Below are entries. Reproduce exactly the lines between the line holding "filename crates/notekeep-api/src/response.rs" and the line holding "let page = page.max(1);", inclusive, and only those.

##### RECORDS FOR THIS TASK #####

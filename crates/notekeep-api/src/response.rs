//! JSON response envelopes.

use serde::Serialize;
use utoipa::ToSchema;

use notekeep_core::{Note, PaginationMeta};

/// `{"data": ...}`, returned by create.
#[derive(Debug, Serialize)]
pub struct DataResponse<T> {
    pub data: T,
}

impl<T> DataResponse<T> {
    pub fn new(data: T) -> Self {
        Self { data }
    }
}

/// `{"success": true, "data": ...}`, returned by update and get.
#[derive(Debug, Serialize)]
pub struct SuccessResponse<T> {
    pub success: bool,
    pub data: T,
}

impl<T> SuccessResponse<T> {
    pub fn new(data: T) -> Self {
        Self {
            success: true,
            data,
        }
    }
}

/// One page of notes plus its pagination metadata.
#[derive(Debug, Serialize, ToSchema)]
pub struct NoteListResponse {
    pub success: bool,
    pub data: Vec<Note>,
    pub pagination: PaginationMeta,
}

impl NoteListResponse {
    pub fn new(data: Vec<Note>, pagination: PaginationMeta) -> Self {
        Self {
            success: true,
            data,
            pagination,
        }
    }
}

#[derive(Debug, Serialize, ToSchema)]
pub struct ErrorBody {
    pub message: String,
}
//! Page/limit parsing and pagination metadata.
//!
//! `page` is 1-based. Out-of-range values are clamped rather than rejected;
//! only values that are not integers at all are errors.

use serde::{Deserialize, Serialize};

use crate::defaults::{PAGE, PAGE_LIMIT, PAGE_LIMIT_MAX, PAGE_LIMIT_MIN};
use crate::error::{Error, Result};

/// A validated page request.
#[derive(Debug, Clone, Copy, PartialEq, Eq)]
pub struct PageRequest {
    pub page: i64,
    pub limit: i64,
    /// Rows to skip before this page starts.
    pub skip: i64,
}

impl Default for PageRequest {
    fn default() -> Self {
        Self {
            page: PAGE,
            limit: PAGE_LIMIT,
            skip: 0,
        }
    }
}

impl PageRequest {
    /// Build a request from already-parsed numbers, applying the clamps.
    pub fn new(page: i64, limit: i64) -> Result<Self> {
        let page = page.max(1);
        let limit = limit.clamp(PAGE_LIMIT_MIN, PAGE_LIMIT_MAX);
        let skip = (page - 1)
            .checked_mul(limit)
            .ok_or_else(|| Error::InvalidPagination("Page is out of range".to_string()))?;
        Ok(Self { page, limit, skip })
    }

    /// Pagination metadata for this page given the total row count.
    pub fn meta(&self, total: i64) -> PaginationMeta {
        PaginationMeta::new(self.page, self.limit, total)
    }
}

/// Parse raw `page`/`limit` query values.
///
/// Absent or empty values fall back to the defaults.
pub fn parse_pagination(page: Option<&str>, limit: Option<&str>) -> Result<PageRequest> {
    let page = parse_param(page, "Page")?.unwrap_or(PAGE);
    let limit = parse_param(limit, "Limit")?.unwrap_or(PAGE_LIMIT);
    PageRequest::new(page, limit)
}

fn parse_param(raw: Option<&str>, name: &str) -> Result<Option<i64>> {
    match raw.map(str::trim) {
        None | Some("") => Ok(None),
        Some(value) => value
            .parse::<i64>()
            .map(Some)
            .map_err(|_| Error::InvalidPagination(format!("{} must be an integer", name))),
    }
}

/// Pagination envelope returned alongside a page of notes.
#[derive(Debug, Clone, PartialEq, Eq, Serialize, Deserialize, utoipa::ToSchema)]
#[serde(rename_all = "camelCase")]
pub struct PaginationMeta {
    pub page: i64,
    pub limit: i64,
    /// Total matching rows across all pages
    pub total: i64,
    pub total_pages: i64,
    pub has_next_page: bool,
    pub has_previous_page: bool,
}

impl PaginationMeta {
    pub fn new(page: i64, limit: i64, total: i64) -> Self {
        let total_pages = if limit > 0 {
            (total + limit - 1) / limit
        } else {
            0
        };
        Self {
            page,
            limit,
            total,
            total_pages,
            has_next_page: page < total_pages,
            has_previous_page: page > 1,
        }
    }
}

#####
##### RECORDS FOR THIS TASK #####

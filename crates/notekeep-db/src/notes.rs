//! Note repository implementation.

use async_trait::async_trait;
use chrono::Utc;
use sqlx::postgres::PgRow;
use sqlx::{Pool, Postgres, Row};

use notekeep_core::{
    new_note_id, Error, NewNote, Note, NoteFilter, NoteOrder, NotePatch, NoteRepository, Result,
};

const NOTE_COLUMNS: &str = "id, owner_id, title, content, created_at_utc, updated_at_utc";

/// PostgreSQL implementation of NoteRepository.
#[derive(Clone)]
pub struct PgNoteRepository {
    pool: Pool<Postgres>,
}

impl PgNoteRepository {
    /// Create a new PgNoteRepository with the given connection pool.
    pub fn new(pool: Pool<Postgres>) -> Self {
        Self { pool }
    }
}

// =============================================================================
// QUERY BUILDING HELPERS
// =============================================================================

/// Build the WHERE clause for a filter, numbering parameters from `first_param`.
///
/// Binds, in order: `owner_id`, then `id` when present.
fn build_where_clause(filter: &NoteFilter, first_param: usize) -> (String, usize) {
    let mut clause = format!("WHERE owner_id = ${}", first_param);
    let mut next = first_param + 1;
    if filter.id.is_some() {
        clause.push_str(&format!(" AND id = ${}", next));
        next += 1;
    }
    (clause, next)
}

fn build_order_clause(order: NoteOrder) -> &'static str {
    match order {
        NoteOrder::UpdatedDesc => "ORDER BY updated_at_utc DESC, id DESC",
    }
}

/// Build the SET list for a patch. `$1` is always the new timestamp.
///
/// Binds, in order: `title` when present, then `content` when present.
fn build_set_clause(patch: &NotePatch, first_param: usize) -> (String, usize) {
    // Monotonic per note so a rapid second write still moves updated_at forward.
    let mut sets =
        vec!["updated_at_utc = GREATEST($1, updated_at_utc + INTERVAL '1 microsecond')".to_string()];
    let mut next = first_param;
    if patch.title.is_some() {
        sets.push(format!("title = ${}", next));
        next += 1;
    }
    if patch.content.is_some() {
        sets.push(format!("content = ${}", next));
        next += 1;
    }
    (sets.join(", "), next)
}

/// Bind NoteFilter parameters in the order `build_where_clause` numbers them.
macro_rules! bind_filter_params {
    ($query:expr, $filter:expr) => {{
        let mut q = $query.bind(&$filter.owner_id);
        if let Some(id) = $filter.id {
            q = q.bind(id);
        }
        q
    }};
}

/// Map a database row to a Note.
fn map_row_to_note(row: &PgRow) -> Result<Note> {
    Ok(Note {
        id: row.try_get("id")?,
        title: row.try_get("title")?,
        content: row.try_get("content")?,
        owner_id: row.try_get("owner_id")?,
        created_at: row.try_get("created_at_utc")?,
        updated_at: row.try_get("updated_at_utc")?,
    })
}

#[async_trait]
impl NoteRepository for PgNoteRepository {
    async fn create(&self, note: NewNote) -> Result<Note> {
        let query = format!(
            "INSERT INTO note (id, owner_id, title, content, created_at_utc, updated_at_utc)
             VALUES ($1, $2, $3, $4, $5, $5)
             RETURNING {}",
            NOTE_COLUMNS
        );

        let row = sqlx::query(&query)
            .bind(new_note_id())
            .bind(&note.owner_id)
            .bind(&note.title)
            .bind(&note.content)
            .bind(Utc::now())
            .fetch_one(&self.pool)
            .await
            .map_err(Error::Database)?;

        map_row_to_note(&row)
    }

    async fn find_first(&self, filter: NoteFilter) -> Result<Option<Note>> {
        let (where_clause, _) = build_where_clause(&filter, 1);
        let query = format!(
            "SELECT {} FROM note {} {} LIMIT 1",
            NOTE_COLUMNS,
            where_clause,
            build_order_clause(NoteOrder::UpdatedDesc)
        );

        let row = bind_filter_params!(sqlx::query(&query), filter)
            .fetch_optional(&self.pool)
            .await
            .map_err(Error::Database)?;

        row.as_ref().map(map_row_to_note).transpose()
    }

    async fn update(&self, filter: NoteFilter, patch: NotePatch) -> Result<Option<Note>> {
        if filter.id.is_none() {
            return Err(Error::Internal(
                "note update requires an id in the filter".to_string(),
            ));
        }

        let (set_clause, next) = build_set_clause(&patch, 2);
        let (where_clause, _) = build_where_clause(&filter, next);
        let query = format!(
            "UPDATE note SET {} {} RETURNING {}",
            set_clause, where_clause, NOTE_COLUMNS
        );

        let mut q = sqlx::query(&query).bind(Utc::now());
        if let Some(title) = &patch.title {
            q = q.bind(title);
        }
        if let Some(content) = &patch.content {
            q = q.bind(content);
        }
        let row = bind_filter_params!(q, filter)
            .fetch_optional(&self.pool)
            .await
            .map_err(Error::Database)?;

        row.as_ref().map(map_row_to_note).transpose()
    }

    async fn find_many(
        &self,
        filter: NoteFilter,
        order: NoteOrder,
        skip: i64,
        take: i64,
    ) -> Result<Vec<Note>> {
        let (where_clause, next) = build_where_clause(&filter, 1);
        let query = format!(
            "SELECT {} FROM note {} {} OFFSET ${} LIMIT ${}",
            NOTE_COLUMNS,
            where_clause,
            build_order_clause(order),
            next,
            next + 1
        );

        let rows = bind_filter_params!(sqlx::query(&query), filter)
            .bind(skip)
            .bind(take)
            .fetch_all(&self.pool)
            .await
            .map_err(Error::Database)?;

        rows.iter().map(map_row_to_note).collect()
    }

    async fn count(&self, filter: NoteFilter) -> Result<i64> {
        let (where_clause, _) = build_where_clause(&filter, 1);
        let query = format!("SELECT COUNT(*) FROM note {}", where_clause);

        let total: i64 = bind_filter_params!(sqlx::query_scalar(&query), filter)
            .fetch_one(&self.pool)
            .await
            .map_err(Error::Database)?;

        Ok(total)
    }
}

#####

TASK SOLUTION:
filename crates/notekeep-api/src/response.rs
//! JSON response envelopes.

use serde::Serialize;
use utoipa::ToSchema;

use notekeep_core::{Note, PaginationMeta};

/// `{"data": ...}`, returned by create.
#[derive(Debug, Serialize)]
pub struct DataResponse<T> {
    pub data: T,
}

impl<T> DataResponse<T> {
    pub fn new(data: T) -> Self {
        Self { data }
    }
}

/// `{"success": true, "data": ...}`, returned by update and get.
#[derive(Debug, Serialize)]
pub struct SuccessResponse<T> {
    pub success: bool,
    pub data: T,
}

impl<T> SuccessResponse<T> {
    pub fn new(data: T) -> Self {
        Self {
            success: true,
            data,
        }
    }
}

/// One page of notes plus its pagination metadata.
#[derive(Debug, Serialize, ToSchema)]
pub struct NoteListResponse {
    pub success: bool,
    pub data: Vec<Note>,
    pub pagination: PaginationMeta,
}

impl NoteListResponse {
    pub fn new(data: Vec<Note>, pagination: PaginationMeta) -> Self {
        Self {
            success: true,
            data,
            pagination,
        }
    }
}

#[derive(Debug, Serialize, ToSchema)]
pub struct ErrorBody {
    pub message: String,
}
//! Page/limit parsing and pagination metadata.
//!
//! `page` is 1-based. Out-of-range values are clamped rather than rejected;
//! only values that are not integers at all are errors.

use serde::{Deserialize, Serialize};

use crate::defaults::{PAGE, PAGE_LIMIT, PAGE_LIMIT_MAX, PAGE_LIMIT_MIN};
use crate::error::{Error, Result};

/// A validated page request.
#[derive(Debug, Clone, Copy, PartialEq, Eq)]
pub struct PageRequest {
    pub page: i64,
    pub limit: i64,
    /// Rows to skip before this page starts.
    pub skip: i64,
}

impl Default for PageRequest {
    fn default() -> Self {
        Self {
            page: PAGE,
            limit: PAGE_LIMIT,
            skip: 0,
        }
    }
}

impl PageRequest {
    /// Build a request from already-parsed numbers, applying the clamps.
    pub fn new(page: i64, limit: i64) -> Result<Self> {
        let page = page.max(1);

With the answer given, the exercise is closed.